Please report every line of the listing below that has the word "InvalidInput" in it.

--- START ---

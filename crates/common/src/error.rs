//! Common error types for BatchLoop
//!
//! This module defines the error type returned by every fallible BatchLoop
//! operation. Per-prompt problems never surface here: they are recorded as
//! error-marked completions, and only run-level failures become an `Err`.

use thiserror::Error;

/// Main error type for BatchLoop
#[derive(Error, Debug)]
pub enum BatchLoopError {
    /// Configuration errors
    #[error("Configuration error: {0}")]
    Config(String),

    /// Invalid input
    #[error("Invalid input: {0}")]
    InvalidInput(String),

    /// Tokenizer rejected the text
    #[error("Tokenization error: {0}")]
    Tokenization(String),

    /// Sampler construction or sampling failure
    #[error("Sampling error: {0}")]
    Sampling(String),

    /// Unrecoverable decoder failure
    #[error("Fatal decode error in {stage}: {code}")]
    Decode {
        /// Phase of the run that issued the decode call
        stage: &'static str,
        /// Engine-reported return code
        code: i32,
    },

    /// Serialization/deserialization errors
    #[error("Serialization error: {0}")]
    Serialization(#[from] serde_json::Error),

    /// I/O errors
    #[error("I/O error: {0}")]
    Io(#[from] std::io::Error),

    /// Generic internal error
    #[error("Internal error: {0}")]
    Internal(String),
}

impl BatchLoopError {
    /// Whether the error aborts a whole generation run
    pub fn is_fatal(&self) -> bool {
        !matches!(
            self,
            BatchLoopError::Tokenization(_) | BatchLoopError::Sampling(_)
        )
    }

    /// Create a configuration error
    pub fn config(msg: impl Into<String>) -> Self {
        BatchLoopError::Config(msg.into())
    }

    /// Create an invalid input error
    pub fn invalid_input(msg: impl Into<String>) -> Self {
        BatchLoopError::InvalidInput(msg.into())
    }

    /// Create a tokenization error
    pub fn tokenization(msg: impl Into<String>) -> Self {
        BatchLoopError::Tokenization(msg.into())
    }

    /// Create a sampling error
    pub fn sampling(msg: impl Into<String>) -> Self {
        BatchLoopError::Sampling(msg.into())
    }

    /// Create a fatal decode error
    pub fn decode(stage: &'static str, code: i32) -> Self {
        BatchLoopError::Decode { stage, code }
    }

    /// Create an internal error
    pub fn internal(msg: impl Into<String>) -> Self {
        BatchLoopError::Internal(msg.into())
    }
}

/// Result type alias for BatchLoop operations
pub type Result<T> = std::result::Result<T, BatchLoopError>;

--- END ---

**Answer section:**
    InvalidInput(String),
        BatchLoopError::InvalidInput(msg.into())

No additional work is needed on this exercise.